INSTRUCTIONS TO FOLLOW —
Among the records, which lines include "Instant"? List them.

THE INPUT —
################

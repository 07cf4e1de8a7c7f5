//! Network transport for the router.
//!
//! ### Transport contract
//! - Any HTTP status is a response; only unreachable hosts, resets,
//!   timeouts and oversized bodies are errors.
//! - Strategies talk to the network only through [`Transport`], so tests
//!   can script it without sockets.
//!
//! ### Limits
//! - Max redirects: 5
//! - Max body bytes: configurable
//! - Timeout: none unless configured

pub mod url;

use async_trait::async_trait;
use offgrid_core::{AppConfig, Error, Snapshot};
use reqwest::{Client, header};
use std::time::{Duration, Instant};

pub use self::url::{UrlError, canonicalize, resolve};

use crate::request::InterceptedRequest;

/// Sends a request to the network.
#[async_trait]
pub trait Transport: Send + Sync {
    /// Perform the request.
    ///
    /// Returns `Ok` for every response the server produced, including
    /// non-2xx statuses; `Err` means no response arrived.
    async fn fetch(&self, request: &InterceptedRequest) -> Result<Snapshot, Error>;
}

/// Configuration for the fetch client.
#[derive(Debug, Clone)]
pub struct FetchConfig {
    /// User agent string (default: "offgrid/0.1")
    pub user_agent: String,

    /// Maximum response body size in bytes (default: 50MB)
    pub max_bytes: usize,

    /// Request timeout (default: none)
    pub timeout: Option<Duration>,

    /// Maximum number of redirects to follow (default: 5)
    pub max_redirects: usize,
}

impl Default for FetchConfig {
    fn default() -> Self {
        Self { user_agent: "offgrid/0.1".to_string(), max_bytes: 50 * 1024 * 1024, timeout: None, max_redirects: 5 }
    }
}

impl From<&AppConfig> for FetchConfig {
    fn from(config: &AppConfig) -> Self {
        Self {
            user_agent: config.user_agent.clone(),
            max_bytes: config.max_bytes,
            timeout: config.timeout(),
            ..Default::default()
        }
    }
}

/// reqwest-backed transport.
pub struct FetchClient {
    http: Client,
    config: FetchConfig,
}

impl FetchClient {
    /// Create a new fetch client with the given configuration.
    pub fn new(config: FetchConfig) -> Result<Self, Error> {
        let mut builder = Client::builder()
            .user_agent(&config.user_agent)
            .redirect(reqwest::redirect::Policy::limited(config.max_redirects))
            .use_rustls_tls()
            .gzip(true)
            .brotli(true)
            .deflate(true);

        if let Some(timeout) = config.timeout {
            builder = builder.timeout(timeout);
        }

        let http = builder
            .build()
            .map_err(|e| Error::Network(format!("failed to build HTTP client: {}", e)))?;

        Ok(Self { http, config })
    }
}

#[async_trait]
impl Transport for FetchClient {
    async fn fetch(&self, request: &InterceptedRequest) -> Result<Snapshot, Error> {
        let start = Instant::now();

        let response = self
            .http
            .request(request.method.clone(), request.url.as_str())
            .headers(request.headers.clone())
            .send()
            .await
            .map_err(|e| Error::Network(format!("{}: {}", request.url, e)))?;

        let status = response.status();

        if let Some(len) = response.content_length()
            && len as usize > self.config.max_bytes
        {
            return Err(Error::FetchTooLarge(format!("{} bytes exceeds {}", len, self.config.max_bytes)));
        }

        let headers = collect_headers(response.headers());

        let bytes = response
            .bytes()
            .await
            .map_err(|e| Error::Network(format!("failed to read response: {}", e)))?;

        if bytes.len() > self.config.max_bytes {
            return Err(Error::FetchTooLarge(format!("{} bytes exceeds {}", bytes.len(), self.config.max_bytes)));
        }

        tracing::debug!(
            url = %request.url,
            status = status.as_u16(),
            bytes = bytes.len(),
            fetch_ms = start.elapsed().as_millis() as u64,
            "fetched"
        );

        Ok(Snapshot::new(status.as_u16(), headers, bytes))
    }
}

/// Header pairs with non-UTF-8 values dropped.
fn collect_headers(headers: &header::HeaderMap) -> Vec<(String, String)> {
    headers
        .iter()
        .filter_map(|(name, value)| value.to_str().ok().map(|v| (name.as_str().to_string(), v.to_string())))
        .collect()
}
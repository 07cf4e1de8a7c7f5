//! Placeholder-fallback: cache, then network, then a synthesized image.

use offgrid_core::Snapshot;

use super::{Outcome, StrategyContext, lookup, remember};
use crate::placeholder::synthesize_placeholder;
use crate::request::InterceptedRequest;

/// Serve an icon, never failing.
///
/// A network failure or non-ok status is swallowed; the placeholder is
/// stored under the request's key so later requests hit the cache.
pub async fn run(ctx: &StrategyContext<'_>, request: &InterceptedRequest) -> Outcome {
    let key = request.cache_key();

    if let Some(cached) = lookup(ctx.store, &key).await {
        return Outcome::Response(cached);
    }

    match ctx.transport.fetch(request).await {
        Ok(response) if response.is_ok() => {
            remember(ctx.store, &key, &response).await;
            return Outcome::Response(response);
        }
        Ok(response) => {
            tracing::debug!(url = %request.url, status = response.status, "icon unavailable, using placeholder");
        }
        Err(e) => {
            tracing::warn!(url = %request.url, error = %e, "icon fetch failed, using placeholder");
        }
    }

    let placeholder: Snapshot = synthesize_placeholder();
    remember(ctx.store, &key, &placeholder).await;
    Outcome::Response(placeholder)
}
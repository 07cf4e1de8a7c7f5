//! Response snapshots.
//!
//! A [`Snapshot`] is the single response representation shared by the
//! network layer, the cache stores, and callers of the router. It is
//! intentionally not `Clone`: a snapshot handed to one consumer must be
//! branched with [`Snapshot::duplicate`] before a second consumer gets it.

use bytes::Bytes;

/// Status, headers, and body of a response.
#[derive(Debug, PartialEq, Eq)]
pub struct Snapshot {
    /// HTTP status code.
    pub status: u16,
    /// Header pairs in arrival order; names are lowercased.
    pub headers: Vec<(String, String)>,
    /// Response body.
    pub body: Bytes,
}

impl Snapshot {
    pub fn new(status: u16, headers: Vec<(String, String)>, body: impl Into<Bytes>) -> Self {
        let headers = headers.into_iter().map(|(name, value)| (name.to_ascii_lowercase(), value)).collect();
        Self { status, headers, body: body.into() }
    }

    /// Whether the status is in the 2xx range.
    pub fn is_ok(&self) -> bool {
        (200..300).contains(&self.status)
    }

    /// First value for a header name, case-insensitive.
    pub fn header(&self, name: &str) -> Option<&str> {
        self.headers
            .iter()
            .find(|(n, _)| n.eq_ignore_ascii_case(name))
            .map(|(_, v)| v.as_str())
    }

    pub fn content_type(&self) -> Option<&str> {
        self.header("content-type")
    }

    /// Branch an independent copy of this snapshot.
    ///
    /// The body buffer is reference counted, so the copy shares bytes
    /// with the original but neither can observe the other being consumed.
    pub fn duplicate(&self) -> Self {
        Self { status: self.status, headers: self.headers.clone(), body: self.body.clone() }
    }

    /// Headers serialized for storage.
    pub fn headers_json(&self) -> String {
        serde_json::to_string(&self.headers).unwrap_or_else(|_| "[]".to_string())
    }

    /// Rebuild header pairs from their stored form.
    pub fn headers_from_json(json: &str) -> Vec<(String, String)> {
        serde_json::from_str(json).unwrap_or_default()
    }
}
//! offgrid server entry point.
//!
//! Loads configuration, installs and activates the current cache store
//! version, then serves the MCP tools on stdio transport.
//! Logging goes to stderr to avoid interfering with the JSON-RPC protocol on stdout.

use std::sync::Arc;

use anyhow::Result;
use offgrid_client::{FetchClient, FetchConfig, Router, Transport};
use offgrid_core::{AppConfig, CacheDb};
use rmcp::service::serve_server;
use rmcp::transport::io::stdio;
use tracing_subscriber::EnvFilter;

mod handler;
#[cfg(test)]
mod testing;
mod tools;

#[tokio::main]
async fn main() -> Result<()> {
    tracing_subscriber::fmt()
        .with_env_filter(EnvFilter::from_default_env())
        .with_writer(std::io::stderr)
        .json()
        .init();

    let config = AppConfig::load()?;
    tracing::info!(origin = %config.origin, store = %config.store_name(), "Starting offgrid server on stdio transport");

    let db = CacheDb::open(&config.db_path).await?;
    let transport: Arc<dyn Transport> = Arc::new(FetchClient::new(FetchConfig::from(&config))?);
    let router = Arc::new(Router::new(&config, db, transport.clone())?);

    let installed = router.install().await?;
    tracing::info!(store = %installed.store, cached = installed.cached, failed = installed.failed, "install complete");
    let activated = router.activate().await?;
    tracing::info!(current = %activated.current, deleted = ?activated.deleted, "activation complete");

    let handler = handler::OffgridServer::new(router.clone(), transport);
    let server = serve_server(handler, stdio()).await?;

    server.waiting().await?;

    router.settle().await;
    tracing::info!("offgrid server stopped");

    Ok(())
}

################

WRITTEN SOLUTION —
use std::time::{Duration, Instant};
        let start = Instant::now();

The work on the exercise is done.